My second interview was an actual interview, with a lovely 88 year old woman with lymphoma. She had very developed thoughts about her life and death, and was very comfortable talking about them, so the outcome was completely different from my previous attempt. Another thing I wanted to explore was personal writing, and to have patients journal about their experiences at the end of life, because that can be so different than what someone is able to share in a conversation with a doctor. So at the end of the interview I asked the woman if she'd be interested in participating in something like that. She said that she can't really write due to arthritis, but she had been working awhile ago on a story about her childhood. She brought out several pages of yellow lined paper, and asked if I wanted to read it. We talked about typing it up and having me help her finish it.
So I took the pages home to read and transcribe. Several of them are numbered the same number, such that the order was hard to determine, and as I read through them I realized that's because she had written several different beginnings. Throughout there are some anecdotes told in slightly different ways, so that in typing up the story, I had to maneuver some passages, putting the similar ones side by side, so that she could decide which parts of the same story she wanted to keep, discard, combine. During some particularly difficult parts to decipher, where reading continuously didn't seem to give a sensible narrative, I saw that she'd written in every other line, and in the lines in between added other parts of the story. All of this required some rearranging as I read and typed, and I liked indulging in both the neurotic need to organize and the creative desire to piece things together. The story has nothing to do with my research, but it does have to do with what a lot of people seem to want, a desire to record certain memories, something that resonates a lot with me personally.
I really appreciate the flexibility of this time, that allows things to happen that don't fit a mold of efficiency or list of things to do, where I'm led not by steadfast goals but by natural happenings and my natural responses to them.
And this woman's story comes to me during a time when I've been working on a story about my childhood too. The writing part of this time off is even more vague than the research. I have a list of things I want to write about, which is a little overwhelming, and even when I focus on one, I'm not quite sure what I want to say or how to say it. All I'm sure of is that I feel compelled to write about them, but having the time to do it means being faced with why, and that has resulted in major writer's block. I could spend an entire day on something without much to show for it, and the lack of proportion can be disorienting. But I'm endeared to writing in the way that it's not science and things don't logically lead to other things, and it is amazing to wake up each day with the freedom and privilege to just try, with no expectations, to feel that that's enough, for now.
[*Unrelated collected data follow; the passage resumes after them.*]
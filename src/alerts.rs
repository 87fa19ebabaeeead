//! Threshold alerts over a single snapshot
//!
//! Alerts are recomputed from scratch for every snapshot; nothing carries
//! over between evaluations.
use crate::resolver::{build_gnb_index, resolve_all, ResolvedUe};
use crate::snapshot::Snapshot;
use serde::Serialize;
use std::fmt;

const HIGH_LOSS_PERCENT: f64 = 50.0;
const ELEVATED_LOSS_PERCENT: f64 = 30.0;
const SEVERE_UE_DL_LOSS_PERCENT: f64 = 80.0;
const OVERLOADED_CELL_UES: u64 = 8;
const STATIONARY_MOBILITY_MODEL: &str = "waypoint";

#[derive(Debug, Clone, Copy, PartialEq, Eq, PartialOrd, Ord, Serialize)]
#[serde(rename_all = "lowercase")]
pub enum Severity {
    Medium,
    High,
}

#[derive(Debug, Clone, Copy, PartialEq, Eq, Serialize)]
#[serde(rename_all = "snake_case")]
pub enum AlertKind {
    HighPacketLoss,
    ElevatedPacketLoss,
    StationaryUe,
    SevereDlLoss,
    CellOverloaded,
    CellIdle,
}

#[derive(Debug, Clone, PartialEq, Serialize)]
pub struct Alert {
    pub severity: Severity,
    pub kind: AlertKind,
    pub message: String,
}

impl Alert {
    fn medium(kind: AlertKind, message: String) -> Self {
        Self {
            severity: Severity::Medium,
            kind,
            message,
        }
    }
}

impl fmt::Display for Severity {
    fn fmt(&self, f: &mut fmt::Formatter<'_>) -> fmt::Result {
        match self {
            Severity::Medium => f.write_str("MEDIUM"),
            Severity::High => f.write_str("HIGH"),
        }
    }
}

impl fmt::Display for Alert {
    fn fmt(&self, f: &mut fmt::Formatter<'_>) -> fmt::Result {
        write!(f, "[{}] {}", self.severity, self.message)
    }
}

/// Network-wide average of DL and UL loss.
///
/// Taken from `traffic_summary` when the producer sent it, otherwise averaged
/// over every per-UE loss figure that is present. `None` when nothing is known.
pub fn average_loss_percent(snapshot: &Snapshot) -> Option<f64> {
    if let Some(loss) = snapshot
        .traffic_summary
        .as_ref()
        .and_then(|t| t.avg_packet_loss_percent)
    {
        return Some(loss);
    }

    let samples: Vec<f64> = snapshot
        .topology
        .ues
        .iter()
        .flat_map(|ue| [ue.dl(), ue.ul()])
        .flatten()
        .filter_map(|link| link.loss_percent)
        .collect();

    if samples.is_empty() {
        None
    } else {
        Some(samples.iter().sum::<f64>() / samples.len() as f64)
    }
}

/// Evaluates every rule. Order: network loss, then UEs, then cells, each in topology order.
pub fn evaluate(snapshot: &Snapshot, resolved: &[ResolvedUe<'_>]) -> Vec<Alert> {
    let mut alerts = Vec::new();

    if let Some(loss) = average_loss_percent(snapshot) {
        if loss > HIGH_LOSS_PERCENT {
            alerts.push(Alert {
                severity: Severity::High,
                kind: AlertKind::HighPacketLoss,
                message: format!("HIGH PACKET LOSS: {:.1}%", loss),
            });
        } else if loss > ELEVATED_LOSS_PERCENT {
            alerts.push(Alert::medium(
                AlertKind::ElevatedPacketLoss,
                format!("Elevated packet loss: {:.1}%", loss),
            ));
        }
    }

    for entry in resolved {
        let ue = entry.ue;
        let cell = entry
            .serving
            .cell_label()
            .map(|c| format!(" (cell {})", c))
            .unwrap_or_default();

        if ue.speed() == Some(0.0)
            && ue.mobility_model.as_deref() == Some(STATIONARY_MOBILITY_MODEL)
        {
            alerts.push(Alert::medium(
                AlertKind::StationaryUe,
                format!("UE {}{} not moving ({})", ue.id, cell, STATIONARY_MOBILITY_MODEL),
            ));
        }

        if let Some(dl_loss) = ue.dl().and_then(|dl| dl.loss_percent) {
            if dl_loss > SEVERE_UE_DL_LOSS_PERCENT {
                alerts.push(Alert::medium(
                    AlertKind::SevereDlLoss,
                    format!("UE {}{} severe DL loss: {:.1}%", ue.id, cell, dl_loss),
                ));
            }
        }
    }

    for gnb in &snapshot.topology.gnbs {
        match gnb.attached_count() {
            Some(count) if count > OVERLOADED_CELL_UES => alerts.push(Alert::medium(
                AlertKind::CellOverloaded,
                format!("Cell {} overloaded: {} UEs", gnb.label(), count),
            )),
            Some(0) => alerts.push(Alert::medium(
                AlertKind::CellIdle,
                format!("Cell {} has no UEs", gnb.label()),
            )),
            _ => {}
        }
    }

    alerts
}

/// Convenience entry point: index, resolve and evaluate in one call.
pub fn evaluate_alerts(snapshot: &Snapshot) -> Vec<Alert> {
    let index = build_gnb_index(snapshot);
    let resolved = resolve_all(snapshot, &index);
    evaluate(snapshot, &resolved)
}

#[cfg(test)]
mod tests {
    use super::*;
    use serde_json::{json, Value};

    fn snapshot(extra: Value) -> Snapshot {
        let mut base = json!({
            "timestamp": {"simulation_time": 3.0},
            "simulation": {"status": "running"},
            "config": {"ue_count": 0, "gnb_count": 0},
            "topology": {"ues": [], "gnbs": []}
        });
        if let (Some(base), Value::Object(extra)) = (base.as_object_mut(), extra) {
            base.extend(extra);
        }
        serde_json::from_value(base).unwrap()
    }

    fn with_loss(loss: f64) -> Snapshot {
        snapshot(json!({"traffic_summary": {"avg_packet_loss_percent": loss}}))
    }

    fn kinds(alerts: &[Alert]) -> Vec<AlertKind> {
        alerts.iter().map(|a| a.kind).collect()
    }

    #[test]
    fn loss_thresholds_are_strict() {
        assert!(evaluate_alerts(&with_loss(30.0)).is_empty());
        assert_eq!(kinds(&evaluate_alerts(&with_loss(30.1))), vec![AlertKind::ElevatedPacketLoss]);
        assert_eq!(kinds(&evaluate_alerts(&with_loss(50.0))), vec![AlertKind::ElevatedPacketLoss]);

        let alerts = evaluate_alerts(&with_loss(50.1));
        assert_eq!(alerts.len(), 1);
        assert_eq!(alerts[0].severity, Severity::High);
        assert_eq!(alerts[0].kind, AlertKind::HighPacketLoss);
    }

    #[test]
    fn average_loss_falls_back_to_per_ue_figures() {
        let snap = snapshot(json!({"topology": {"ues": [
            {"id": 1, "traffic": {"dl": {"loss_percent": 60.0}, "ul": {"loss_percent": 50.0}}},
            {"id": 2, "traffic": {"dl": {"loss_percent": 40.0}}},
            {"id": 3}
        ]}}));
        assert_eq!(average_loss_percent(&snap), Some(50.0));
        assert_eq!(average_loss_percent(&snapshot(json!({}))), None);
    }

    #[test]
    fn stationary_waypoint_ue_needs_known_zero_speed() {
        let snap = snapshot(json!({"topology": {"ues": [
            {"id": 1, "speed": 0.0, "mobility_model": "waypoint"},
            {"id": 2, "velocity": {"x": 0.0, "y": 0.0}, "mobility_model": "waypoint"},
            {"id": 3, "mobility_model": "waypoint"},
            {"id": 4, "speed": 0.0, "mobility_model": "constant_position"},
            {"id": 5, "speed": 1.5, "mobility_model": "waypoint"},
            {"id": 6, "velocity": {}, "mobility_model": "waypoint"},
            {"id": 7, "velocity": {"y": 0.0}, "mobility_model": "waypoint"}
        ]}}));
        let alerts = evaluate_alerts(&snap);
        assert_eq!(kinds(&alerts), vec![AlertKind::StationaryUe, AlertKind::StationaryUe]);
        assert!(alerts[0].message.starts_with("UE 1 "));
        assert!(alerts[1].message.starts_with("UE 2 "));
    }

    #[test]
    fn severe_dl_loss_per_ue() {
        let snap = snapshot(json!({"topology": {
            "ues": [
                {"id": 1, "network": {"cell_id": 2}, "traffic": {"dl": {"loss_percent": 80.5}}},
                {"id": 2, "traffic": {"dl": {"loss_percent": 80.0}}}
            ],
            "gnbs": [{"cell_id": 2, "position": {"x": 0.0, "y": 0.0}}]
        }}));
        let alerts = evaluate_alerts(&snap);
        // the two per-UE figures also push the network average over 50%
        assert_eq!(kinds(&alerts), vec![AlertKind::HighPacketLoss, AlertKind::SevereDlLoss]);
        assert_eq!(alerts[1].message, "UE 1 (cell 2) severe DL loss: 80.5%");
    }

    #[test]
    fn cell_load_rules() {
        let snap = snapshot(json!({"topology": {"ues": [], "gnbs": [
            {"cell_id": 1, "attached_ues": {"count": 9}},
            {"cell_id": 2, "attached_ues": {"count": 8}},
            {"cell_id": 3, "attached_ues": {"count": 0}},
            {"cell_id": 4}
        ]}}));
        let alerts = evaluate_alerts(&snap);
        assert_eq!(kinds(&alerts), vec![AlertKind::CellOverloaded, AlertKind::CellIdle]);
        assert_eq!(alerts[0].message, "Cell 1 overloaded: 9 UEs");
        assert_eq!(alerts[1].message, "Cell 3 has no UEs");
    }

    #[test]
    fn rules_are_additive_for_one_ue() {
        let snap = snapshot(json!({
            "traffic_summary": {"avg_packet_loss_percent": 90.0},
            "topology": {"ues": [
                {"id": 7, "speed": 0, "mobility_model": "waypoint",
                 "traffic": {"dl": {"loss_percent": 95.0}}}
            ]}
        }));
        let alerts = evaluate_alerts(&snap);
        assert_eq!(
            kinds(&alerts),
            vec![AlertKind::HighPacketLoss, AlertKind::StationaryUe, AlertKind::SevereDlLoss]
        );
    }
}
And so instead of explaining to every person who asks, I say I'm doing nothing. It gets somewhat tiresome, because we're not used to nothing being okay. I'm not traveling anywhere, so it's not like a vacation. The few times I've tried to go more deeply into it, I usually just confuse the person and I'd rather have them think I'm doing nothing of significance instead of misunderstanding something of personal significance. Besides, everyone takes nothing in their own way, and I think we could all use more of it.